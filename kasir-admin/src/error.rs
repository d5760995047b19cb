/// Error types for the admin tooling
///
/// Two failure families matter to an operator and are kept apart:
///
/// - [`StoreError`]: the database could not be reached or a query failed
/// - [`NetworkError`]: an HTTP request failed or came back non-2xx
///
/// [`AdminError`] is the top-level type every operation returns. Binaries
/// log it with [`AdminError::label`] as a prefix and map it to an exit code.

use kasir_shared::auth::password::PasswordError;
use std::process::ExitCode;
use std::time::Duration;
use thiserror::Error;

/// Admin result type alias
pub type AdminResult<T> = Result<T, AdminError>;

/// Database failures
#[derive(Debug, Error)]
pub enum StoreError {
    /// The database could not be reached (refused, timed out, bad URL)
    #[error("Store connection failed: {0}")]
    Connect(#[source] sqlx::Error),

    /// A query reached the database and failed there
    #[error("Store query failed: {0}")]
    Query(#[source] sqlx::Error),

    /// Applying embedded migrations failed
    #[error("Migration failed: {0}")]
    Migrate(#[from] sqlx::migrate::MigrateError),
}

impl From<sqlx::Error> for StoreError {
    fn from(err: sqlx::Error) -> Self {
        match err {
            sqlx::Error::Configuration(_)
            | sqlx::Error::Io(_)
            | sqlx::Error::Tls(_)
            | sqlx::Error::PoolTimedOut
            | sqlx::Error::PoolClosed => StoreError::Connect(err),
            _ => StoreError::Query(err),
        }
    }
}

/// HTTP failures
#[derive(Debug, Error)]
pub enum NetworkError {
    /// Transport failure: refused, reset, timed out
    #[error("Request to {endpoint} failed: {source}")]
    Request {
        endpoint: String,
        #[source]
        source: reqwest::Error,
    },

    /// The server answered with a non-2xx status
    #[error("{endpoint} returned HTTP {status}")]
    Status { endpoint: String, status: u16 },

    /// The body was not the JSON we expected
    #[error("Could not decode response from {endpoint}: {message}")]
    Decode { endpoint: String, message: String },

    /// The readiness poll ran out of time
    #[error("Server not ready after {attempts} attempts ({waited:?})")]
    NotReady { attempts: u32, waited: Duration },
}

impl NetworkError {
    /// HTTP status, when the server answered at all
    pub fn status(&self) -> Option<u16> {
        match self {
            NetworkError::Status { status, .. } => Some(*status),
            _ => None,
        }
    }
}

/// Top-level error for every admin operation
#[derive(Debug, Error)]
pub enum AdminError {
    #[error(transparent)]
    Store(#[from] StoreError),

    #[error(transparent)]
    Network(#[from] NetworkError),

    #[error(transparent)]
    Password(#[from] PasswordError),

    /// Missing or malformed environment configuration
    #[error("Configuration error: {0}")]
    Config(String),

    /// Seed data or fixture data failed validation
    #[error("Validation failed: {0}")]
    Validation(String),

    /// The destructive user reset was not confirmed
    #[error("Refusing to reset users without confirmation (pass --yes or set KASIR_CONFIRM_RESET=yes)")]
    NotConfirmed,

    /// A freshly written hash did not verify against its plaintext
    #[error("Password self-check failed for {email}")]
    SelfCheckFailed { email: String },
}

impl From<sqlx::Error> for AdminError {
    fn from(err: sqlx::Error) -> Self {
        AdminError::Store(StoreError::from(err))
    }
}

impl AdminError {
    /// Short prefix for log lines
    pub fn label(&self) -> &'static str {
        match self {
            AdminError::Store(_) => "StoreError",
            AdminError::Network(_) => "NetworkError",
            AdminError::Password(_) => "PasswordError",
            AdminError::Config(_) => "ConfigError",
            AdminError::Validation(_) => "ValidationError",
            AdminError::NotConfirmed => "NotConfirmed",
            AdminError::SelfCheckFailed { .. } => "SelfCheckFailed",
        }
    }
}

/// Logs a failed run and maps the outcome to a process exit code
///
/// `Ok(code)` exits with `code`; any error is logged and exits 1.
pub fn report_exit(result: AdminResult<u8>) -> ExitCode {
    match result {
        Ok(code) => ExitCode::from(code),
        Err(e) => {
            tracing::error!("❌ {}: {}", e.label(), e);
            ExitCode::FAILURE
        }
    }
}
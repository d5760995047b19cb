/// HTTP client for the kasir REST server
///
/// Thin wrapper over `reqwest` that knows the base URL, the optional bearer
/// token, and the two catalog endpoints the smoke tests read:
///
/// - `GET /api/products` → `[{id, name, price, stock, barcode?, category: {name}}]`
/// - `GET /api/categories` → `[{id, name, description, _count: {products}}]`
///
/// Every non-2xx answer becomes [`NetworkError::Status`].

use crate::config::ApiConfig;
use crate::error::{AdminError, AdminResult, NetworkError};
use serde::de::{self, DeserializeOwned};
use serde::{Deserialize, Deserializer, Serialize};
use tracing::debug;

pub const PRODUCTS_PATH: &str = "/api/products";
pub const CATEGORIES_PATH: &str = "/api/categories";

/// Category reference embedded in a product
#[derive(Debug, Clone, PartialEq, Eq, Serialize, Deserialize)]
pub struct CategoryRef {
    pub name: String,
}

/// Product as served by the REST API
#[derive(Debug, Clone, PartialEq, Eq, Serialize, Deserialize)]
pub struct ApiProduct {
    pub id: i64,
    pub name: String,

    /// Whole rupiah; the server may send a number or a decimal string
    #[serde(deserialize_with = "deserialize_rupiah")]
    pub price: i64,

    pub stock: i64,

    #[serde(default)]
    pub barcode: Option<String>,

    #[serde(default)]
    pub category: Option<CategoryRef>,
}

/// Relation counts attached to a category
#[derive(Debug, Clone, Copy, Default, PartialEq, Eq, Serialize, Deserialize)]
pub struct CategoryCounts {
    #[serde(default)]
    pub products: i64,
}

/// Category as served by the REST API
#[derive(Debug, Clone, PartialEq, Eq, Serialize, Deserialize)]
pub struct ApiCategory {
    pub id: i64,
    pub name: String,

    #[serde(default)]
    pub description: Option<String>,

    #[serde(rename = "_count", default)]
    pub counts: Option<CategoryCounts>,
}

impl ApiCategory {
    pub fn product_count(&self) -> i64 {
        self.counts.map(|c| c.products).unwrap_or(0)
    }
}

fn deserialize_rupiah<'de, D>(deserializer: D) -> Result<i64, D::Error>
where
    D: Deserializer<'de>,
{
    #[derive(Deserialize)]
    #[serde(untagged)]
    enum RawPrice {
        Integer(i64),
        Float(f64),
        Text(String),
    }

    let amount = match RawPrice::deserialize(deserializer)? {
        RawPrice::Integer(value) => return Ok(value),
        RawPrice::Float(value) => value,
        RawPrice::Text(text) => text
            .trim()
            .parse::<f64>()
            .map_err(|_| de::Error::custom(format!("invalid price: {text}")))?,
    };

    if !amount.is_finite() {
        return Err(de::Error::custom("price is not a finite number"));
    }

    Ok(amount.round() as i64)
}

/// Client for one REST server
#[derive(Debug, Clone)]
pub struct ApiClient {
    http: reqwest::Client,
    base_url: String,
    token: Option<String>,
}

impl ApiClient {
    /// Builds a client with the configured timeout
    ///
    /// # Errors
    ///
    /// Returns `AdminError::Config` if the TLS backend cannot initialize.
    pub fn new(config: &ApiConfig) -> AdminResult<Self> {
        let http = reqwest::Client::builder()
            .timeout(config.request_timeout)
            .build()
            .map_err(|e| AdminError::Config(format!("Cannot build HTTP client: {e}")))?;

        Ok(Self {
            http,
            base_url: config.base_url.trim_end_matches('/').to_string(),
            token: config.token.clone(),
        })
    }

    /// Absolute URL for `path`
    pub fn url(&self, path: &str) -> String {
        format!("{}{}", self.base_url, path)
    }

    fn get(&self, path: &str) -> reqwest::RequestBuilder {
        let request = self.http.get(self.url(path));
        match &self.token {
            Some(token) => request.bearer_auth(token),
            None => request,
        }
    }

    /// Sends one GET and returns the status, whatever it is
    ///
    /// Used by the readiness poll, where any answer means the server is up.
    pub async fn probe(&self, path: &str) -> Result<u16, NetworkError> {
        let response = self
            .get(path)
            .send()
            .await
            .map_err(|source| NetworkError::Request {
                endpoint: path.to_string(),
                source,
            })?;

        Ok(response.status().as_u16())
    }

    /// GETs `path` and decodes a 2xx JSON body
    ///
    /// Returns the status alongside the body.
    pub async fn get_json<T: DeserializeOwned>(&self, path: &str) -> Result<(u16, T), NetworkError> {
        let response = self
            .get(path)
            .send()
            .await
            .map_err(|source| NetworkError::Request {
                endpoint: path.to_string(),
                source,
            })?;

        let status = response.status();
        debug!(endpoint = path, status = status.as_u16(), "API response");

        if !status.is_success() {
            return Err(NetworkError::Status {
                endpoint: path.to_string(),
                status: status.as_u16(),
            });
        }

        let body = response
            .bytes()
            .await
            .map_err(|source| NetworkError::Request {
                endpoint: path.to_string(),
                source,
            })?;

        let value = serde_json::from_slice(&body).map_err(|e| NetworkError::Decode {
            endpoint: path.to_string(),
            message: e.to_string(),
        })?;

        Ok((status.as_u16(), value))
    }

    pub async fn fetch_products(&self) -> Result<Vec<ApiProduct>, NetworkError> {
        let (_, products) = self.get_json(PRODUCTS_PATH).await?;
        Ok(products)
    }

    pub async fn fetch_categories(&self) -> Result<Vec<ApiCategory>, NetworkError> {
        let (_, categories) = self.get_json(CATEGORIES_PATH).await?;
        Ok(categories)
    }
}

- WHAT YOU NEED TO DO
Out of the entries, report each line that contains the word "answered".

- SOLUTION TO THE PROBLEM
    /// The server answered with a non-2xx status
    /// HTTP status, when the server answered at all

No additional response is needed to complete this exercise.